New Alliance programme to increase uptake of HIV services in Haiti

28 February 2008

In June 2008, the Alliance will start a project in Haiti to ensure that those who need HIV prevention, treatment, and care are able to access these services. The three-year project, supported by the Big Lottery Fund, will work with local leaders, health providers, and community members to increase their involvement in anti-stigma activities, increase the uptake of HIV-related health and support services, and decrease the stigma that people living with HIV face. The project also aims to reach over two million people with communication messages.

HIV-related stigma is a key barrier to HIV prevention, treatment and care. In Haiti, people who are HIV positive (or suspected of being positive) are routinely denied access to medical services and social support. They face human rights violations, abandonment by friends, family and neighbours, violence, and loss of livelihoods.

“Haiti has the highest HIV prevalence rate in Latin America and the Caribbean,” said Anamaria Bejar, the Alliance’s head of the Latin America and Caribbean team. “It is also the poorest country in the region, with an extremely fragile economy, chronic political unrest and very limited infrastructure. Haiti’s population relies heavily on interpersonal relationships for daily survival, so social isolation and exclusion from HIV-related stigma and discrimination has a devastating effect.”

The project aims to benefit more than 10,000 people living with HIV in the three project areas of Port-au-Prince, Cap Haïtien, and Jacmel, along with over 47,000 of their relatives, and 500 community leaders. Over two million people will be reached with communication messages.

The Alliance, in partnership with POZ (Promoteurs Objectif Zérosida, a Haitian non-governmental organisation), will train 100 local leaders from the three project areas to become “anti-discrimination champion leaders”. These leaders will develop local plans and conflict resolution strategies for reporting stigma and discrimination. They will also monitor a telephone helpline for people to report discrimination that will be set up with the project – meeting monthly to create a community watchdog system that will be sustainable after the project.

Other project activities will include:

  • work to improve the friendliness of HIV-related health services;
  • working with people living with HIV to identify stigma and discrimination;
  • leadership training for people living with HIV; and
  • a communication campaign, including billboards, flyers, and radio announcements.

To ensure ownership and sustainability of the project, three local associations of people living with HIV will actively participate in the design, implementation, and evaluation of all project activities.

Background to our work in Haiti

Following a scoping project in 2004, the Alliance started working in Haiti in October 2005 with a project to build the advocacy capacity of people living with HIV, and to increase their involvement in decision-making.

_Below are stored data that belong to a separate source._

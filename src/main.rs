//! liveplay - a live-coding playground for sectioned JavaScript documents.

mod actor;
mod cli;
mod config;
mod core;
mod diagnostics;
mod document;
mod logger;
mod protocol;
mod resolver;
mod sandbox;
mod utils;
mod worker;
mod workspace;

use anyhow::Result;
use clap::{ColorChoice, Parser};
use cli::{Cli, Commands};
use config::PlayConfig;

fn main() -> Result<()> {
    let cli = Cli::parse();

    // Set global color override based on CLI option
    match cli.color {
        ColorChoice::Always => owo_colors::set_override(true),
        ColorChoice::Never => owo_colors::set_override(false),
        ColorChoice::Auto => {} // owo-colors auto-detects TTY
    }
    logger::set_verbose(cli.verbose);

    let config = PlayConfig::load(&cli)?;

    match &cli.command {
        Commands::Init { file } => cli::init::init_playground(&config, file.as_deref()),
        Commands::Run { args } => {
            if !cli::run::run_document(&config, &args.file)? {
                std::process::exit(1);
            }
            Ok(())
        }
        Commands::Watch { args, .. } => cli::watch::watch_document(config, &args.file),
    }
}
//! Sandbox Actor
//!
//! Owns the [`Sandbox`] on a blocking thread: evaluation is synchronous and
//! not reentrant, so runs are strictly sequential. Events and the run-start
//! hook flow back to the workspace over the same channel, preserving order.

use tokio::sync::mpsc;

use super::messages::{CoordinatorMsg, SandboxMsg};
use crate::debug;
use crate::resolver::ModuleResolver;
use crate::sandbox::{Evaluator, Sandbox, SandboxEvent, SandboxHooks, Transport};

/// Delivers sandbox events to the workspace inbox.
pub struct ChannelTransport {
    tx: mpsc::Sender<CoordinatorMsg>,
}

impl ChannelTransport {
    pub fn new(tx: mpsc::Sender<CoordinatorMsg>) -> Self {
        Self { tx }
    }
}

impl Transport for ChannelTransport {
    fn send(&mut self, event: SandboxEvent) {
        if self.tx.blocking_send(CoordinatorMsg::Sandbox(event)).is_err() {
            debug!("sandbox"; "workspace gone, dropping event");
        }
    }
}

pub struct SandboxActor<E: Evaluator> {
    rx: mpsc::Receiver<SandboxMsg>,
    sandbox: Sandbox<E>,
}

impl<E: Evaluator + 'static> SandboxActor<E> {
    pub fn new(
        rx: mpsc::Receiver<SandboxMsg>,
        coordinator_tx: mpsc::Sender<CoordinatorMsg>,
        id: &str,
        app_name: &str,
        resolver: ModuleResolver,
        evaluator: E,
    ) -> Self {
        let run_tx = coordinator_tx.clone();
        let hooks = SandboxHooks::default()
            .on_run(move || {
                let _ = run_tx.blocking_send(CoordinatorMsg::RunStarted);
            })
            .on_error(|fault| debug!("sandbox"; "run failed: {}: {}", fault.name, fault.message));
        let sandbox = Sandbox::new(
            id,
            app_name,
            resolver,
            evaluator,
            Box::new(ChannelTransport::new(coordinator_tx)),
        )
        .with_hooks(hooks);
        Self { rx, sandbox }
    }

    /// Run the actor loop on the blocking pool.
    pub async fn run(self) {
        let _ = tokio::task::spawn_blocking(move || self.run_blocking()).await;
    }

    fn run_blocking(mut self) {
        self.sandbox.mount();
        while let Some(msg) = self.rx.blocking_recv() {
            match msg {
                SandboxMsg::Run(code) => {
                    let outcome = self.sandbox.run_application(&code);
                    debug!("sandbox"; "run finished: {:?}", outcome);
                }
                SandboxMsg::Shutdown => {
                    debug!("sandbox"; "shutting down");
                    break;
                }
            }
        }
        self.sandbox.reset_application();
    }
}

The project worked with six associations of people living with HIV and its platform, PHAP+ (Plateforme Haïtien des Associations des Personnes Vivant avec le VIH). This led to the creation of a strategic plan for PHAP+, and capacity-building activities on organisational development, advocacy planning, and raising funds. The project will end in March 2008. A participatory review of the work will document the experience and recommend how to develop this work further.